→ Work to be completed
Where the string "short" shows up in a line of the records, copy that line.

→ Data to examine
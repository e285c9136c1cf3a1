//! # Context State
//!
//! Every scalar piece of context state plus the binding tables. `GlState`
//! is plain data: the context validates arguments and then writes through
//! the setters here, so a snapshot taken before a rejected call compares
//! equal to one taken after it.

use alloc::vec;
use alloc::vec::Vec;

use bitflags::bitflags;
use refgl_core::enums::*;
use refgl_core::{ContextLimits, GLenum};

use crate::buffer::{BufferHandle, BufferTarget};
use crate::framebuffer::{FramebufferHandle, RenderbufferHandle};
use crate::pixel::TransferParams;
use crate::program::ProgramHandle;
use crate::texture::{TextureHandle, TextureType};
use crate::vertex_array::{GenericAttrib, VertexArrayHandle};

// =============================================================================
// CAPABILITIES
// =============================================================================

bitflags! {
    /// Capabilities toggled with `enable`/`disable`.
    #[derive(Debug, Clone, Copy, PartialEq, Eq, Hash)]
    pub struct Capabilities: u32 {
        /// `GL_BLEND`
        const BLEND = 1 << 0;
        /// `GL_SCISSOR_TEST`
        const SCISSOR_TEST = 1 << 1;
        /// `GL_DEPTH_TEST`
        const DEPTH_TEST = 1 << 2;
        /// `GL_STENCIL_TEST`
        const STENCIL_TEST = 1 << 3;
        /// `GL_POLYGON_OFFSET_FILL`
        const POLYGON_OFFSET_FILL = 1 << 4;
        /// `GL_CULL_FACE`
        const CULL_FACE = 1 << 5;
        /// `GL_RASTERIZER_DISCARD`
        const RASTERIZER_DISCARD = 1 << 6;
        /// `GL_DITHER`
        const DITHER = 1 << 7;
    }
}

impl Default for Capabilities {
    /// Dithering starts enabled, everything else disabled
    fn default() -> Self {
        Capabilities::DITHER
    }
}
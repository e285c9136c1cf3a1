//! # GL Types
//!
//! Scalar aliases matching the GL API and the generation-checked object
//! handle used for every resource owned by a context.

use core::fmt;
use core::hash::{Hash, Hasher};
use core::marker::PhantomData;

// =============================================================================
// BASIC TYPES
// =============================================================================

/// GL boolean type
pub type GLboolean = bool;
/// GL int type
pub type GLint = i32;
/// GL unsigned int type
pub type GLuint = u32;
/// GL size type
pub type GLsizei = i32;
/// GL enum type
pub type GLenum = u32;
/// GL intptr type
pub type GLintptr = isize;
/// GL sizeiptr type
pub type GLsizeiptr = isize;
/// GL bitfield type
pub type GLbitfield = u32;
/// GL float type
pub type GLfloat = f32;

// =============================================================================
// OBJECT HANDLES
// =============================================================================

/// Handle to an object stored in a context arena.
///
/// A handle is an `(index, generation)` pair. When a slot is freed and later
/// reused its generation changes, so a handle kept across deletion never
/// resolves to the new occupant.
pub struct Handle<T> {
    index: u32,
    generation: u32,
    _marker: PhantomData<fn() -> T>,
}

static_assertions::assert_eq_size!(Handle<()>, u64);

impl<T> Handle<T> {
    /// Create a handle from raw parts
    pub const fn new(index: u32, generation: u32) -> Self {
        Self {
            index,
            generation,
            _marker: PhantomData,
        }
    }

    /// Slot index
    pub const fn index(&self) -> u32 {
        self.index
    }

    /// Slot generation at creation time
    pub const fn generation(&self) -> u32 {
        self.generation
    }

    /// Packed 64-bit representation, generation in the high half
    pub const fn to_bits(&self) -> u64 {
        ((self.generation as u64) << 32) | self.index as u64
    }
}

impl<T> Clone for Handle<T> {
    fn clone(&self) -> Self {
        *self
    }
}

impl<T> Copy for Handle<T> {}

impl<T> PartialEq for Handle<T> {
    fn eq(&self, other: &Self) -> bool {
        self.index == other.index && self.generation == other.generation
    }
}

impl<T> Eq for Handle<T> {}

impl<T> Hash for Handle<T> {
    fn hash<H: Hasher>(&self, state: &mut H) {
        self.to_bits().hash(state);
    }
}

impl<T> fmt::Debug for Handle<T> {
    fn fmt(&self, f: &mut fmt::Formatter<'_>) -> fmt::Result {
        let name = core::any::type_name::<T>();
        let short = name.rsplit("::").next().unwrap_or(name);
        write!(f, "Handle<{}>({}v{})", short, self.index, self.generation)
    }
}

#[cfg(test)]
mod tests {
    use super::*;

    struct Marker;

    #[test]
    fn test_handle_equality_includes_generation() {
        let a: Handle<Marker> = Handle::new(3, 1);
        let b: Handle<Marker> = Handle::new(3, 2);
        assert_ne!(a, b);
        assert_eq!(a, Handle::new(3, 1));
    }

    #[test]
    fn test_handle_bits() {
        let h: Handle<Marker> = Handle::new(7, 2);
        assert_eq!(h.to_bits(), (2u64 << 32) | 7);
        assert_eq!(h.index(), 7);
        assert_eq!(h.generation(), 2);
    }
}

→ Output
        let short = name.rsplit("::").next().unwrap_or(name);
        write!(f, "Handle<{}>({}v{})", short, self.index, self.generation)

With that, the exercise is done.